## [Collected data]

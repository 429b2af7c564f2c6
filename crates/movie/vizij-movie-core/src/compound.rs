//! Compounding of relative script commands into a sparse per-frame state table.
//!
//! The running baseline is an explicit fold over the sorted commands:
//! `(baseline, command) -> baseline'`. Each channel evolves independently, so
//! commands on different channels never interact while commands on the same
//! channel chain in start-frame order, whatever their end frames.

use tracing::{debug, trace};

use crate::data::{Channel, CompiledCommand, Operation, StateFrame};
use crate::error::{MovieError, Result};
use crate::script::MAX_FRAME;
use crate::value::{ViewerSnapshot, ViewerState};

/// Apply one command to the baseline, returning the new baseline.
pub fn apply_command(baseline: &ViewerState, command: &CompiledCommand) -> Result<ViewerState> {
    let mut next = baseline.clone();
    match &command.operation {
        Operation::Rotate(delta) => next.camera.rotation = baseline.camera.rotation * delta,
        Operation::Zoom(factor) => next.camera.zoom = baseline.camera.zoom * factor,
        Operation::Translate(delta) => {
            next.camera.translation = baseline.camera.translation + delta
        }
        Operation::Visibility { layer, visible } => {
            let layers = baseline.layer_count();
            let flag = next
                .visibility
                .get_mut(*layer)
                .ok_or(MovieError::LayerOutOfRange {
                    layer: *layer,
                    layers,
                })?;
            *flag = *visible;
        }
        Operation::TimeShift(delta) => {
            let time = baseline
                .time
                .ok_or(MovieError::MissingTimeAxis { line: command.line })?;
            let shifted = time.checked_add(*delta).ok_or_else(|| {
                MovieError::malformed(
                    command.line,
                    format!("time shift by {delta} overflows time index {time}"),
                )
            })?;
            next.time = Some(shifted);
        }
    }
    Ok(next)
}

/// Copy one channel of `state` into `frame`.
fn pin(frame: &mut StateFrame, channel: Channel, state: &ViewerState) {
    match channel {
        Channel::Rotation => frame.rotation = Some(state.camera.rotation),
        Channel::Translation => frame.translation = Some(state.camera.translation),
        Channel::Zoom => frame.zoom = Some(state.camera.zoom),
        Channel::Visibility => frame.visibility = Some(state.visibility.clone()),
        Channel::Time => frame.time = state.time,
    }
}

/// Build the sparse state table for frames `0..=end_frame`.
///
/// Frame 0 is seeded from `snapshot`. For every command the channel it
/// touches is pinned to the baseline at `start_frame` and to the compounded
/// value at `end_frame`. The last frame always carries the full final
/// baseline. `end_frame` may not exceed [`MAX_FRAME`].
pub fn compound(
    commands: &[CompiledCommand],
    end_frame: usize,
    snapshot: &ViewerSnapshot,
) -> Result<Vec<StateFrame>> {
    if end_frame > MAX_FRAME {
        return Err(MovieError::malformed(
            0,
            format!("horizon {end_frame} exceeds the maximum of {MAX_FRAME}"),
        ));
    }
    let mut states: Vec<StateFrame> = (0..=end_frame).map(StateFrame::empty).collect();
    states[0] = StateFrame::from_state(0, snapshot);

    let mut baseline = snapshot.clone();
    for command in commands {
        if command.end_frame > end_frame || command.start_frame > command.end_frame {
            return Err(MovieError::malformed(
                command.line,
                format!(
                    "frames {}..{} fall outside 0..{end_frame}",
                    command.start_frame, command.end_frame
                ),
            ));
        }
        let channel = command.operation.channel();
        let next = apply_command(&baseline, command)?;
        pin(&mut states[command.start_frame], channel, &baseline);
        pin(&mut states[command.end_frame], channel, &next);
        trace!(
            line = command.line,
            channel = channel.name(),
            start = command.start_frame,
            end = command.end_frame,
            "compounded command"
        );
        baseline = next;
    }

    states[end_frame] = StateFrame::from_state(end_frame, &baseline);
    debug!(frames = states.len(), "compounded state table");
    Ok(states)
}
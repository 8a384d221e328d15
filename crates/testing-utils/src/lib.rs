//! # Courier Testing Utils
//!
//! 工作区各 crate 共用的测试工具。
//!
//! - **Builders**: 带默认值的包裹、箱子构造器
//! - **Mocks**: 可脚本化的随机数来源和不阻塞的内存队列
//! - **Helpers**: 等待条件成立等通用辅助函数
//!
//! ```toml
//! [dev-dependencies]
//! courier-testing-utils = { path = "../testing-utils" }
//! ```

pub mod builders;
pub mod helpers;
pub mod mocks;

pub use builders::*;
pub use helpers::*;
pub use mocks::*;
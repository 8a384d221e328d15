use crate::models::Package;

/// 装箱策略
///
/// 决定缓冲区中哪些包裹进入箱子，其余作为溢出返回。
/// 返回的 `selected` 长度不得超过 `capacity`，否则箱子构造会失败。
pub trait FillStrategy: Send + Sync {
    fn fill(&self, buffer: Vec<Package>, capacity: usize) -> FillPlan;

    fn name(&self) -> &str;
}

/// 一次装箱的选择结果
#[derive(Debug, Default)]
pub struct FillPlan {
    pub selected: Vec<Package>,
    pub overflow: Vec<Package>,
}

impl FillPlan {
    /// 按位置切分：前 `capacity` 个装箱，其余溢出
    pub fn split_at_capacity(mut buffer: Vec<Package>, capacity: usize) -> Self {
        let overflow = if buffer.len() > capacity {
            buffer.split_off(capacity)
        } else {
            Vec::new()
        };

        Self {
            selected: buffer,
            overflow,
        }
    }
}
//! 车队调度
//!
//! 调度器在单线程运行时上驱动固定数量的投递车，连接箱子队列与三个输出队列。

pub mod car;
pub mod controller;
pub mod delivery;

pub use car::{DeliveryCar, InFlight, InFlightLedger, SharedBoxReceiver};
pub use controller::{CarDispatcher, DispatchReport, DispatcherQueues, DrawFactory};
pub use delivery::DeliveryOdds;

## [BRIEF]
Nothing should be changed: write out all of the data as is.

## [WRITTEN REPLY]
repository 429b2af7c564f2c6
filename crates/movie/vizij-movie-core/src/compound.rs
//! Compounding of relative script commands into a sparse per-frame state table.
//!
//! The running baseline is an explicit fold over the sorted commands:
//! `(baseline, command) -> baseline'`. Each channel evolves independently, so
//! commands on different channels never interact while commands on the same
//! channel chain in start-frame order, whatever their end frames.

use tracing::{debug, trace};

use crate::data::{Channel, CompiledCommand, Operation, StateFrame};
use crate::error::{MovieError, Result};
use crate::script::MAX_FRAME;
use crate::value::{ViewerSnapshot, ViewerState};

/// Apply one command to the baseline, returning the new baseline.
pub fn apply_command(baseline: &ViewerState, command: &CompiledCommand) -> Result<ViewerState> {
    let mut next = baseline.clone();
    match &command.operation {
        Operation::Rotate(delta) => next.camera.rotation = baseline.camera.rotation * delta,
        Operation::Zoom(factor) => next.camera.zoom = baseline.camera.zoom * factor,
        Operation::Translate(delta) => {
            next.camera.translation = baseline.camera.translation + delta
        }
        Operation::Visibility { layer, visible } => {
            let layers = baseline.layer_count();
            let flag = next
                .visibility
                .get_mut(*layer)
                .ok_or(MovieError::LayerOutOfRange {
                    layer: *layer,
                    layers,
                })?;
            *flag = *visible;
        }
        Operation::TimeShift(delta) => {
            let time = baseline
                .time
                .ok_or(MovieError::MissingTimeAxis { line: command.line })?;
            let shifted = time.checked_add(*delta).ok_or_else(|| {
                MovieError::malformed(
                    command.line,
                    format!("time shift by {delta} overflows time index {time}"),
                )
            })?;
            next.time = Some(shifted);
        }
    }
    Ok(next)
}

/// Copy one channel of `state` into `frame`.
fn pin(frame: &mut StateFrame, channel: Channel, state: &ViewerState) {
    match channel {
        Channel::Rotation => frame.rotation = Some(state.camera.rotation),
        Channel::Translation => frame.translation = Some(state.camera.translation),
        Channel::Zoom => frame.zoom = Some(state.camera.zoom),
        Channel::Visibility => frame.visibility = Some(state.visibility.clone()),
        Channel::Time => frame.time = state.time,
    }
}

/// Build the sparse state table for frames `0..=end_frame`.
///
/// Frame 0 is seeded from `snapshot`. For every command the channel it
/// touches is pinned to the baseline at `start_frame` and to the compounded
/// value at `end_frame`. The last frame always carries the full final
/// baseline. `end_frame` may not exceed [`MAX_FRAME`].
pub fn compound(
    commands: &[CompiledCommand],
    end_frame: usize,
    snapshot: &ViewerSnapshot,
) -> Result<Vec<StateFrame>> {
    if end_frame > MAX_FRAME {
        return Err(MovieError::malformed(
            0,
            format!("horizon {end_frame} exceeds the maximum of {MAX_FRAME}"),
        ));
    }
    let mut states: Vec<StateFrame> = (0..=end_frame).map(StateFrame::empty).collect();
    states[0] = StateFrame::from_state(0, snapshot);

    let mut baseline = snapshot.clone();
    for command in commands {
        if command.end_frame > end_frame || command.start_frame > command.end_frame {
            return Err(MovieError::malformed(
                command.line,
                format!(
                    "frames {}..{} fall outside 0..{end_frame}",
                    command.start_frame, command.end_frame
                ),
            ));
        }
        let channel = command.operation.channel();
        let next = apply_command(&baseline, command)?;
        pin(&mut states[command.start_frame], channel, &baseline);
        pin(&mut states[command.end_frame], channel, &next);
        trace!(
            line = command.line,
            channel = channel.name(),
            start = command.start_frame,
            end = command.end_frame,
            "compounded command"
        );
        baseline = next;
    }

    states[end_frame] = StateFrame::from_state(end_frame, &baseline);
    debug!(frames = states.len(), "compounded state table");
    Ok(states)
}
repository 8a384d221e328d15
filename crates/testing-utils/src/lib.rs
//! # Courier Testing Utils
//!
//! 工作区各 crate 共用的测试工具。
//!
//! - **Builders**: 带默认值的包裹、箱子构造器
//! - **Mocks**: 可脚本化的随机数来源和不阻塞的内存队列
//! - **Helpers**: 等待条件成立等通用辅助函数
//!
//! ```toml
//! [dev-dependencies]
//! courier-testing-utils = { path = "../testing-utils" }
//! ```

pub mod builders;
pub mod helpers;
pub mod mocks;

pub use builders::*;
pub use helpers::*;
pub use mocks::*;
repository 8a384d221e328d15
use crate::models::Package;

/// 装箱策略
///
/// 决定缓冲区中哪些包裹进入箱子，其余作为溢出返回。
/// 返回的 `selected` 长度不得超过 `capacity`，否则箱子构造会失败。
pub trait FillStrategy: Send + Sync {
    fn fill(&self, buffer: Vec<Package>, capacity: usize) -> FillPlan;

    fn name(&self) -> &str;
}

/// 一次装箱的选择结果
#[derive(Debug, Default)]
pub struct FillPlan {
    pub selected: Vec<Package>,
    pub overflow: Vec<Package>,
}

impl FillPlan {
    /// 按位置切分：前 `capacity` 个装箱，其余溢出
    pub fn split_at_capacity(mut buffer: Vec<Package>, capacity: usize) -> Self {
        let overflow = if buffer.len() > capacity {
            buffer.split_off(capacity)
        } else {
            Vec::new()
        };

        Self {
            selected: buffer,
            overflow,
        }
    }
}
//! 车队调度
//!
//! 调度器在单线程运行时上驱动固定数量的投递车，连接箱子队列与三个输出队列。

pub mod car;
pub mod controller;
pub mod delivery;

pub use car::{DeliveryCar, InFlight, InFlightLedger, SharedBoxReceiver};
pub use controller::{CarDispatcher, DispatchReport, DispatcherQueues, DrawFactory};
pub use delivery::DeliveryOdds;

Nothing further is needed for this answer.